Impact of risk assessments for small water supplies in low income countries in the Southern Hemisphere 2019
This studentship will aim to produce a structure to improve drinking-water quality in low income countries.
Small water supplies are frequently associated with outbreaks of waterborne disease and pose a risk to the health of users in both developed and developing countries. They are often poorly managed leading to breakdown and contamination, and poorly financed and maintained in part due to fragile local governance. Investing in small water supplies may reduce waterborne disease outbreaks and overall costs in terms of the prevention of illness, death and associated health-care costs (WHO, 2012). The World Health Organization advocate the use of low cost risk assessments to identify hazards that may contaminate these supplies (WHO, 2012). Sanitary risk assessments were designed to be very simple, identifying visual hazards such as the presence of a protective fence around the water source but in some situations they could also be adapted to combine information across different disciplines for example, geology, biology and human behaviour.
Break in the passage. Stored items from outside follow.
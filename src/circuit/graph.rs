//! Circuit graph structure.

use std::collections::HashMap;

use super::types::{BranchId, ComponentId, NodeId};
use super::validate::validate_circuit;
use crate::components::{
    AcSpec, Bjt, BjtParams, BjtType, Capacitor, Cccs, Ccvs, Component, CurrentSource, Diode, DiodeParams, Inductor,
    Resistor, Vccs, Vcvs, VoltageSource, Waveform,
};
use crate::error::{Result, SimError};

/// Node names that always refer to ground (compared case-insensitively).
pub const GROUND_NAMES: [&str; 2] = ["0", "gnd"];

/// A complete circuit ready for simulation.
///
/// A `Circuit` is an immutable snapshot: analyses only read it, and
/// parameter substitution returns a new circuit.
#[derive(Debug, Clone, PartialEq)]
pub struct Circuit {
    /// All components in the circuit, indexed by `ComponentId`
    pub components: Vec<Component>,

    /// Mapping from node names to node IDs
    pub node_map: HashMap<String, NodeId>,

    /// Reverse mapping from node IDs to names (for error messages)
    pub node_names: Vec<String>,

    /// Number of nodes (including ground)
    pub num_nodes: usize,

    /// Number of branch current variables (voltage sources, inductors, VCVS, CCVS)
    pub num_branches: usize,

    /// Components incident to each node
    pub adjacency: Vec<Vec<ComponentId>>,
}

impl Circuit {
    /// Get the total size of the MNA solution vector.
    pub fn matrix_size(&self) -> usize {
        // Nodes (excluding ground) + branch currents
        (self.num_nodes - 1) + self.num_branches
    }

    /// Find a node ID by name.
    pub fn find_node(&self, name: &str) -> Option<NodeId> {
        if is_ground_name(name) {
            return Some(NodeId::GROUND);
        }
        self.node_map.get(name).copied()
    }

    /// Find a node ID by name, failing with `NodeNotFound`.
    pub fn node(&self, name: &str) -> Result<NodeId> {
        self.find_node(name).ok_or_else(|| SimError::NodeNotFound { node: name.to_string() })
    }

    /// Get the name of a node.
    pub fn node_name(&self, node: NodeId) -> &str {
        &self.node_names[node.0]
    }

    /// Find a component by name.
    pub fn find_component(&self, name: &str) -> Option<&Component> {
        self.components.iter().find(|c| c.name() == name)
    }

    /// Find a component by name, failing with `UnknownComponent`.
    pub fn component(&self, name: &str) -> Result<&Component> {
        self.find_component(name)
            .ok_or_else(|| SimError::UnknownComponent { name: name.to_string() })
    }

    /// Components attached to a node.
    pub fn incident(&self, node: NodeId) -> &[ComponentId] {
        &self.adjacency[node.0]
    }

    /// True if any component needs Newton-Raphson iteration.
    pub fn is_nonlinear(&self) -> bool {
        self.components.iter().any(|c| c.is_nonlinear())
    }

    /// Sorted, de-duplicated source breakpoints in `(0, stop]`.
    pub fn breakpoints(&self, stop: f64) -> Vec<f64> {
        let mut points: Vec<f64> = self.components.iter().flat_map(|c| c.breakpoints(stop)).collect();
        points.sort_by(f64::total_cmp);
        points.dedup_by(|a, b| (*a - *b).abs() <= 1e-15 * b.abs().max(1.0));
        points
    }

    /// New snapshot with one component parameter substituted.
    pub fn with_parameter(&self, component: &str, param: &str, value: f64) -> Result<Circuit> {
        let index = self
            .components
            .iter()
            .position(|c| c.name() == component)
            .ok_or_else(|| SimError::UnknownComponent {
                name: component.to_string(),
            })?;
        let mut circuit = self.clone();
        circuit.components[index] = self.components[index].with_parameter(param, value)?;
        Ok(circuit)
    }
}

fn is_ground_name(name: &str) -> bool {
    GROUND_NAMES.iter().any(|g| g.eq_ignore_ascii_case(name))
}

impl Default for CircuitBuilder {
    fn default() -> Self {
        Self::new()
    }
}

/// Incremental construction of a [`Circuit`].
///
/// Nodes are created on first reference. Current-controlled sources must
/// name a voltage source that was added before them.
#[derive(Debug)]
pub struct CircuitBuilder {
    node_map: HashMap<String, NodeId>,
    node_names: Vec<String>,
    ground_aliases: Vec<String>,
    components: Vec<Component>,
    component_names: HashMap<String, ComponentId>,
    num_branches: usize,
}

impl CircuitBuilder {
    /// Create an empty builder containing only the ground node.
    pub fn new() -> Self {
        Self {
            node_map: HashMap::new(),
            node_names: vec!["0".to_string()],
            ground_aliases: Vec::new(),
            components: Vec::new(),
            component_names: HashMap::new(),
            num_branches: 0,
        }
    }

    /// Flag an extra node name as ground.
    pub fn ground_alias(mut self, name: &str) -> Self {
        self.ground_aliases.push(name.to_string());
        self
    }

    /// Resolve a node name, creating the node if needed.
    pub fn node(&mut self, name: &str) -> NodeId {
        if is_ground_name(name) || self.ground_aliases.iter().any(|a| a == name) {
            return NodeId::GROUND;
        }
        if let Some(&id) = self.node_map.get(name) {
            return id;
        }
        let id = NodeId(self.node_names.len());
        self.node_map.insert(name.to_string(), id);
        self.node_names.push(name.to_string());
        id
    }

    fn next_id(&self, name: &str) -> Result<ComponentId> {
        if self.component_names.contains_key(name) {
            return Err(SimError::DuplicateComponent { name: name.to_string() });
        }
        Ok(ComponentId(self.components.len()))
    }

    fn next_branch(&mut self) -> BranchId {
        let branch = BranchId(self.num_branches);
        self.num_branches += 1;
        branch
    }

    fn push(&mut self, component: impl Into<Component>) -> ComponentId {
        let component = component.into();
        let id = component.id();
        self.component_names.insert(component.name().to_string(), id);
        self.components.push(component);
        id
    }

    /// Forget nodes created after `mark` when a component fails to build.
    fn rollback_on_err<T>(&mut self, mark: usize, built: Result<T>) -> Result<T> {
        if built.is_err() {
            for name in self.node_names.drain(mark..) {
                self.node_map.remove(&name);
            }
        }
        built
    }

    fn control_branch(&self, control: &str) -> Result<BranchId> {
        match self
            .component_names
            .get(control)
            .map(|id| &self.components[id.0])
        {
            Some(Component::VoltageSource(v)) => Ok(v.branch),
            _ => Err(SimError::UnknownComponent {
                name: control.to_string(),
            }),
        }
    }

    /// Add a resistor between `n1` and `n2`.
    pub fn add_resistor(&mut self, name: &str, n1: &str, n2: &str, resistance: f64) -> Result<ComponentId> {
        let id = self.next_id(name)?;
        let mark = self.node_names.len();
        let nodes = [self.node(n1), self.node(n2)];
        let r = self.rollback_on_err(mark, Resistor::new(id, name.to_string(), nodes, resistance))?;
        Ok(self.push(r))
    }

    /// Add a capacitor between `n1` and `n2`.
    pub fn add_capacitor(&mut self, name: &str, n1: &str, n2: &str, capacitance: f64) -> Result<ComponentId> {
        let id = self.next_id(name)?;
        let mark = self.node_names.len();
        let nodes = [self.node(n1), self.node(n2)];
        let c = self.rollback_on_err(mark, Capacitor::new(id, name.to_string(), nodes, capacitance))?;
        Ok(self.push(c))
    }

    /// Add an inductor between `n1` and `n2`.
    pub fn add_inductor(&mut self, name: &str, n1: &str, n2: &str, inductance: f64) -> Result<ComponentId> {
        let id = self.next_id(name)?;
        let mark = self.node_names.len();
        let nodes = [self.node(n1), self.node(n2)];
        let branch = BranchId(self.num_branches);
        let l = self.rollback_on_err(mark, Inductor::new(id, name.to_string(), nodes, inductance, branch))?;
        self.next_branch();
        Ok(self.push(l))
    }

    /// Add an independent voltage source, V(n_pos) - V(n_neg) = waveform(t).
    pub fn add_voltage_source(
        &mut self,
        name: &str,
        n_pos: &str,
        n_neg: &str,
        waveform: Waveform,
    ) -> Result<ComponentId> {
        self.add_source_with_ac(name, n_pos, n_neg, waveform, None)
    }

    /// Add a voltage source with a DC value and an AC excitation.
    pub fn add_ac_voltage_source(
        &mut self,
        name: &str,
        n_pos: &str,
        n_neg: &str,
        dc: f64,
        ac: AcSpec,
    ) -> Result<ComponentId> {
        self.add_source_with_ac(name, n_pos, n_neg, Waveform::Dc(dc), Some(ac))
    }

    fn add_source_with_ac(
        &mut self,
        name: &str,
        n_pos: &str,
        n_neg: &str,
        waveform: Waveform,
        ac: Option<AcSpec>,
    ) -> Result<ComponentId> {
        let id = self.next_id(name)?;
        let mark = self.node_names.len();
        let nodes = [self.node(n_pos), self.node(n_neg)];
        let branch = BranchId(self.num_branches);
        let v = self.rollback_on_err(mark, VoltageSource::new(id, name.to_string(), nodes, waveform, ac, branch))?;
        self.next_branch();
        Ok(self.push(v))
    }

    /// Add an independent current source; current flows through it from
    /// `n_pos` to `n_neg`.
    pub fn add_current_source(
        &mut self,
        name: &str,
        n_pos: &str,
        n_neg: &str,
        waveform: Waveform,
        ac: Option<AcSpec>,
    ) -> Result<ComponentId> {
        let id = self.next_id(name)?;
        let mark = self.node_names.len();
        let nodes = [self.node(n_pos), self.node(n_neg)];
        let i = self.rollback_on_err(mark, CurrentSource::new(id, name.to_string(), nodes, waveform, ac))?;
        Ok(self.push(i))
    }

    /// Add a voltage-controlled voltage source.
    pub fn add_vcvs(&mut self, name: &str, nodes: [&str; 4], gain: f64) -> Result<ComponentId> {
        let id = self.next_id(name)?;
        let mark = self.node_names.len();
        let nodes = nodes.map(|n| self.node(n));
        let branch = BranchId(self.num_branches);
        let e = self.rollback_on_err(mark, Vcvs::new(id, name.to_string(), nodes, gain, branch))?;
        self.next_branch();
        Ok(self.push(e))
    }

    /// Add a voltage-controlled current source.
    pub fn add_vccs(&mut self, name: &str, nodes: [&str; 4], transconductance: f64) -> Result<ComponentId> {
        let id = self.next_id(name)?;
        let mark = self.node_names.len();
        let nodes = nodes.map(|n| self.node(n));
        let g = self.rollback_on_err(mark, Vccs::new(id, name.to_string(), nodes, transconductance))?;
        Ok(self.push(g))
    }

    /// Add a current-controlled current source sensing voltage source `control`.
    pub fn add_cccs(&mut self, name: &str, n_pos: &str, n_neg: &str, control: &str, gain: f64) -> Result<ComponentId> {
        let id = self.next_id(name)?;
        let control_branch = self.control_branch(control)?;
        let mark = self.node_names.len();
        let nodes = [self.node(n_pos), self.node(n_neg)];
        let f = self.rollback_on_err(mark, Cccs::new(id, name.to_string(), nodes, control.to_string(), control_branch, gain))?;
        Ok(self.push(f))
    }

    /// Add a current-controlled voltage source sensing voltage source `control`.
    pub fn add_ccvs(
        &mut self,
        name: &str,
        n_pos: &str,
        n_neg: &str,
        control: &str,
        transresistance: f64,
    ) -> Result<ComponentId> {
        let id = self.next_id(name)?;
        let control_branch = self.control_branch(control)?;
        let mark = self.node_names.len();
        let nodes = [self.node(n_pos), self.node(n_neg)];
        let branch = BranchId(self.num_branches);
        let h = self.rollback_on_err(mark, Ccvs::new(
            id,
            name.to_string(),
            nodes,
            control.to_string(),
            control_branch,
            transresistance,
            branch,
        ))?;
        self.next_branch();
        Ok(self.push(h))
    }

    /// Add a diode from `anode` to `cathode`.
    pub fn add_diode(&mut self, name: &str, anode: &str, cathode: &str, params: DiodeParams) -> Result<ComponentId> {
        let id = self.next_id(name)?;
        let mark = self.node_names.len();
        let nodes = [self.node(anode), self.node(cathode)];
        let d = self.rollback_on_err(mark, Diode::new(id, name.to_string(), nodes, params))?;
        Ok(self.push(d))
    }

    /// Add a BJT with terminals `[collector, base, emitter]`.
    pub fn add_bjt(
        &mut self,
        name: &str,
        terminals: [&str; 3],
        bjt_type: BjtType,
        params: BjtParams,
    ) -> Result<ComponentId> {
        let id = self.next_id(name)?;
        let mark = self.node_names.len();
        let nodes = terminals.map(|n| self.node(n));
        let q = self.rollback_on_err(mark, Bjt::new(id, name.to_string(), nodes, bjt_type, params))?;
        Ok(self.push(q))
    }

    /// Finish construction and validate the topology.
    pub fn build(self) -> Result<Circuit> {
        let num_nodes = self.node_names.len();
        let mut adjacency = vec![Vec::new(); num_nodes];
        for component in &self.components {
            let mut nodes = component.nodes().to_vec();
            nodes.sort();
            nodes.dedup();
            for node in nodes {
                adjacency[node.0].push(component.id());
            }
        }

        let circuit = Circuit {
            components: self.components,
            node_map: self.node_map,
            node_names: self.node_names,
            num_nodes,
            num_branches: self.num_branches,
            adjacency,
        };
        validate_circuit(&circuit)?;
        Ok(circuit)
    }
}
Current research at the University of Surrey is identifying the best combination of questions to make sure that a simple risk assessment is as robust as possible. The current project will be related to this research but will go further by exploring the use of interaction-matrix-type techniques (based on a system analysis approach) to help develop tools for assessing water safety within a risk assessment platform. By determining the key factors affecting water safety such as soil properties, depth to groundwater, geology, distance from or density of latrines, contamination sources, pathways, contaminants and others, the matrix can be used to determine weightings for each parameter, which can then be applied to different datasets. This will allow the impacts that the different parameters have on each other to be determined. In the first instance quantitative data held by BGS (and their partner organization) from Malawi and Zambia will be used to assess the robustness and suitability of the current methodologies being used in those countries. The results will be interpreted with the aim of integrating the findings into the risk assessments to better align them with in-situ conditions and develop new interactive tools based on a system analysis approach.
In addition, there will be an opportunity to collect primary qualitative and quantitative data from users of risk assessments and small supplies – NGOs, government departments and owners of small supplies. This could be used to identify the level of use; the extent to which risk assessments are being implemented and the overall impact they may have on small supplies. This research is relevant for improved monitoring, protection and management of small drinking water supplies with potential applications in both developed and developing economies.
Overseas fieldwork will be an important component in this PhD. The successful candidate will have the opportunity to attend relevant modules from the University of Surrey’s MSc in Water and Environmental Engineering such as hydraulic modelling, regulation and management, GIS and remote sensing, lab and field microbiological techniques. In addition, there are a number of other relevant technical and non-technical training opportunities offered at the University of Surrey relevant to the project, including using statistical methods and scientific writing. The candidate will have the opportunity be placed at BGS for a period of time during the project and will be able to draw on the expertise of staff at the WHO for advice.
Related linksWorld Health Organization
This studentship is suitable for students with a good degree (First or 2:1) in public health, microbiology, geology, geography or a closely related environmental or physical science. It would be advantageous to have a strong background in mathematics.
Available to UK citizens or EU students who have lived in the UK for the past 3 or more years.